Voilà une vraie question.

Les images sont connues :

manifestations de Harédim contre la conscription,

– insultes contre les juges de la Cour suprême,

– slogans laïcs qui vilipendent la religion comme un poids archaïque.

On voit des Israéliens qui ne fréquentent jamais un juif portant kippa, et des juifs orthodoxes qui ne connaissent rien de la langue de la jeunesse israélienne.

Nous vivons côte à côte mais pas ensemble. Et ce fossé devient une arme offerte sur un plateau à ceux qui veulent notre perte.

Golda Meir le disait déjà :

« Nous pouvons pardonner aux Arabes de tuer nos enfants. Nous ne leur pardonnerons jamais de nous obliger à tuer les leurs. »

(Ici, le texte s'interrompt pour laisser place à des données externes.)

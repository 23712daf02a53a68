use std::sync::Arc;

use axum::{
    extract::{Extension, Path},
    http::StatusCode,
    response::IntoResponse,
    routing::{get, post},
    Json, Router,
};
use chrono::Utc;

use stockpilot_auth::Permission;
use stockpilot_catalog::{
    ArchiveCategory, Category, CategoryCommand, CategoryId, CreateCategory, RenameCategory,
};
use stockpilot_core::AggregateId;

use crate::app::routes::common::CmdAuth;
use crate::app::services::AppServices;
use crate::app::{dto, errors};

pub fn router() -> Router {
    Router::new()
        .route("/", post(create_category).get(list_categories))
        .route("/:id", get(get_category))
        .route("/:id/rename", post(rename_category))
        .route("/:id/archive", post(archive_category))
}

pub async fn create_category(
    Extension(services): Extension<Arc<AppServices>>,
    Extension(tenant): Extension<crate::context::TenantContext>,
    Extension(principal): Extension<crate::context::PrincipalContext>,
    Json(body): Json<dto::CreateCategoryRequest>,
) -> axum::response::Response {
    let agg = AggregateId::new();
    let category_id = CategoryId::new(agg);

    let cmd = CategoryCommand::CreateCategory(CreateCategory {
        tenant_id: tenant.tenant_id(),
        category_id,
        name: body.name,
        description: body.description.unwrap_or_default(),
        occurred_at: Utc::now(),
    });

    let cmd_auth = CmdAuth {
        inner: cmd,
        required: vec![Permission::new("categories.create")],
    };
    if let Err(e) = crate::authz::authorize_command(&tenant, &principal, &cmd_auth) {
        return errors::json_error(StatusCode::FORBIDDEN, "forbidden", e.to_string());
    }

    let committed = match services.dispatch::<Category>(
        tenant.tenant_id(),
        agg,
        "catalog.category",
        cmd_auth.inner,
        |_t, aggregate_id| Category::empty(CategoryId::new(aggregate_id)),
    ) {
        Ok(c) => c,
        Err(e) => return errors::dispatch_error_to_response(e),
    };

    (
        StatusCode::CREATED,
        Json(serde_json::json!({
            "id": agg.to_string(),
            "events_committed": committed.len(),
        })),
    )
        .into_response()
}

pub async fn rename_category(
    Extension(services): Extension<Arc<AppServices>>,
    Extension(tenant): Extension<crate::context::TenantContext>,
    Extension(principal): Extension<crate::context::PrincipalContext>,
    Path(id): Path<String>,
    Json(body): Json<dto::RenameCategoryRequest>,
) -> axum::response::Response {
    let agg: AggregateId = match id.parse() {
        Ok(v) => v,
        Err(_) => return errors::json_error(StatusCode::BAD_REQUEST, "invalid_id", "invalid category id"),
    };
    let category_id = CategoryId::new(agg);

    let cmd = CategoryCommand::RenameCategory(RenameCategory {
        tenant_id: tenant.tenant_id(),
        category_id,
        name: body.name,
        occurred_at: Utc::now(),
    });

    let cmd_auth = CmdAuth {
        inner: cmd,
        required: vec![Permission::new("categories.rename")],
    };
    if let Err(e) = crate::authz::authorize_command(&tenant, &principal, &cmd_auth) {
        return errors::json_error(StatusCode::FORBIDDEN, "forbidden", e.to_string());
    }

    let committed = match services.dispatch::<Category>(
        tenant.tenant_id(),
        agg,
        "catalog.category",
        cmd_auth.inner,
        |_t, aggregate_id| Category::empty(CategoryId::new(aggregate_id)),
    ) {
        Ok(c) => c,
        Err(e) => return errors::dispatch_error_to_response(e),
    };

    (StatusCode::OK, Json(serde_json::json!({"id": agg.to_string(), "events_committed": committed.len()}))).into_response()
}

pub async fn archive_category(
    Extension(services): Extension<Arc<AppServices>>,
    Extension(tenant): Extension<crate::context::TenantContext>,
    Extension(principal): Extension<crate::context::PrincipalContext>,
    Path(id): Path<String>,
) -> axum::response::Response {
    let agg: AggregateId = match id.parse() {
        Ok(v) => v,
        Err(_) => return errors::json_error(StatusCode::BAD_REQUEST, "invalid_id", "invalid category id"),
    };
    let category_id = CategoryId::new(agg);

    let cmd = CategoryCommand::ArchiveCategory(ArchiveCategory {
        tenant_id: tenant.tenant_id(),
        category_id,
        occurred_at: Utc::now(),
    });

    let cmd_auth = CmdAuth {
        inner: cmd,
        required: vec![Permission::new("categories.archive")],
    };
    if let Err(e) = crate::authz::authorize_command(&tenant, &principal, &cmd_auth) {
        return errors::json_error(StatusCode::FORBIDDEN, "forbidden", e.to_string());
    }

    let committed = match services.dispatch::<Category>(
        tenant.tenant_id(),
        agg,
        "catalog.category",
        cmd_auth.inner,
        |_t, aggregate_id| Category::empty(CategoryId::new(aggregate_id)),
    ) {
        Ok(c) => c,
        Err(e) => return errors::dispatch_error_to_response(e),
    };

    (StatusCode::OK, Json(serde_json::json!({"id": agg.to_string(), "events_committed": committed.len()}))).into_response()
}

pub async fn get_category(
    Extension(services): Extension<Arc<AppServices>>,
    Extension(tenant): Extension<crate::context::TenantContext>,
    Path(id): Path<String>,
) -> axum::response::Response {
    let agg: AggregateId = match id.parse() {
        Ok(v) => v,
        Err(_) => return errors::json_error(StatusCode::BAD_REQUEST, "invalid_id", "invalid category id"),
    };
    let category_id = CategoryId::new(agg);
    match services.categories_get(tenant.tenant_id(), &category_id) {
        Some(rm) => (StatusCode::OK, Json(dto::category_to_json(rm))).into_response(),
        None => errors::json_error(StatusCode::NOT_FOUND, "not_found", "category not found"),
    }
}

pub async fn list_categories(
    Extension(services): Extension<Arc<AppServices>>,
    Extension(tenant): Extension<crate::context::TenantContext>,
) -> axum::response::Response {
    let items = services
        .categories_list(tenant.tenant_id())
        .into_iter()
        .map(dto::category_to_json)
        .collect::<Vec<_>>();
    (StatusCode::OK, Json(serde_json::json!({ "items": items }))).into_response()
}
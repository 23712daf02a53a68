//! `stockpilot-auth` — authentication/authorization boundary (zero-trust).
//!
//! Claims validation and policy checks are pure; the only IO-adjacent piece
//! is HS256 token verification, kept behind the `JwtValidator` trait so the
//! HTTP layer never touches key material directly.

pub mod authorize;
pub mod claims;
pub mod jwt;
pub mod permissions;
pub mod principal;
pub mod roles;

pub use authorize::{authorize, AuthzError, CommandAuthorization, Principal};
pub use claims::{JwtClaims, TokenValidationError, validate_claims};
pub use jwt::{Hs256JwtValidator, JwtValidator};
pub use permissions::Permission;
pub use principal::{PrincipalId, TenantMembership};
pub use roles::Role;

Mais qu’aurait-elle dit si elle voyait aujourd’hui la haine interne entre juifs ?

Comment affronter l’ennemi extérieur quand nous devenons l’ennemi intérieur ?

Soyons clairs :

Ceux qui sont enracinés dans la Torah, dans le Talmud, dans la Halakha, portent une responsabilité supérieure. Ce ne sont pas les laïcs qui ont entre leurs mains les textes fondateurs, ce sont les religieux.

Et ces textes disent quoi ?

Qu’« Israël est garant l’un de l’autre » (Kol Israel arevim zeh lazeh). Qu’il n’existe pas de juif de seconde zone. Qu’à Matan Torah, « tout le peuple se tint comme un seul homme avec un seul cœur ».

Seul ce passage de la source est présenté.